Journal Name Critical Care
Publication Date 2010
Volume Number 14
Issue Number 3
ISSN 1466-609X   (check CDU catalogue open catalogue search in new window)
Start Page 1
End Page 8
Total Pages 8
Place of Publication United Kingdom
Publisher BioMed Central Ltd.
HERDC Category C1 - Journal Article (DIISR)
Abstract Introduction
Angiopoietin-2 (ang-2), an angiogenic peptide released by endothelial cell Weibel-Palade bodies (WPBs), increases endothelial activation and vascular permeability. Ang-2 is raised in severe sepsis but the mechanisms underlying this are not known. Nitric oxide (NO) inhibits WPB exocytosis, and bioavailability of endothelial NO is decreased in sepsis.
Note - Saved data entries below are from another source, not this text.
//! Time-travel cursor over a thread's checkpoint history.
//!
//! The cursor owns a snapshot of the list taken at construction; it never
//! re-reads the backend, so writes by other callers stay invisible until a
//! new cursor is built. Holding a live cursor against the backend would
//! force read locks or long transactions.

use crate::checkpoint::{Checkpoint, StateValue};
use crate::savers::{Saver, SaverResult};

/// Cursor over an ascending-timestamp snapshot, starting at the latest
/// checkpoint.
#[derive(Debug, Clone)]
pub struct CheckpointHistory<S> {
    entries: Vec<Checkpoint<S>>,
    cursor: Option<usize>,
}

impl<S: StateValue> CheckpointHistory<S> {
    /// Build a cursor over a list sorted by timestamp ascending, as returned
    /// by [`Saver::list`]. The initial position is the latest entry.
    pub fn from_list(entries: Vec<Checkpoint<S>>) -> Self {
        let cursor = entries.len().checked_sub(1);
        Self { entries, cursor }
    }

    /// Snapshot `thread_id`'s history straight from a saver.
    pub async fn capture(saver: &dyn Saver<S>, thread_id: &str) -> SaverResult<Self> {
        Ok(Self::from_list(saver.list(thread_id).await?))
    }

    /// The checkpoint under the cursor; `None` only for an empty history.
    pub fn current(&self) -> Option<&Checkpoint<S>> {
        self.cursor.map(|i| &self.entries[i])
    }

    /// Step toward more recent. Returns `false` (cursor unchanged) past the
    /// end.
    #[allow(clippy::should_implement_trait)]
    pub fn next(&mut self) -> bool {
        match self.cursor {
            Some(i) if i + 1 < self.entries.len() => {
                self.cursor = Some(i + 1);
                true
            }
            _ => false,
        }
    }

    /// Step toward older. Returns `false` (cursor unchanged) past the
    /// beginning.
    pub fn prev(&mut self) -> bool {
        match self.cursor {
            Some(i) if i > 0 => {
                self.cursor = Some(i - 1);
                true
            }
            _ => false,
        }
    }

    pub fn len(&self) -> usize {
        self.entries.len()
    }

    pub fn is_empty(&self) -> bool {
        self.entries.is_empty()
    }

    /// Zero-based position of the cursor within the snapshot, oldest first.
    pub fn position(&self) -> Option<usize> {
        self.cursor
    }
}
We hypothesized that endothelial NO bioavailability would be inversely correlated with ang-2 concentrations in sepsis.

Methods
Plasma ang-2, vascular endothelial growth factor (VEGF) and endothelial-active cytokines were assessed in 83 patients with early sepsis and 41 hospital controls, and related to reactive hyperaemia-peripheral arterial tonometry, RH-PAT, a measure of endothelial NO bioavailability.

Results
Plasma Ang-2 was elevated in sepsis (median [interquartile range (IQR)], ng/ml: severe sepsis 12.4 [8.5-33.4], sepsis without organ failure 6.1 [5.0-10.4], controls 2.7 [2.2-3.6], P < 0.0001). It correlated inversely with RH-PAT (r = -0.38, P < 0.0001) and positively with IL-6 (r = 0.57, P < 0.0001) and degree of organ failure (sequential organ function assessment score) (r = 0.58, P < 0.0001). The correlation of ang-2 with RH-PAT persisted after controlling for sepsis severity. In a longitudinal mixed-effects model, recovery of RH-PAT over time was associated with decline in ang-2.

Conclusions
Ang-2 is elevated in proportion to sepsis severity, and inversely correlated with NO-dependent microvascular reactivity. Impaired endothelial NO bioavailability may contribute to increased endothelial cell release of ang-2, endothelial activation and capillary leak. Agents that increase endothelial NO bioavailability or inhibit WPB exocytosis and/or Ang-2 activity may have therapeutic potential in sepsis.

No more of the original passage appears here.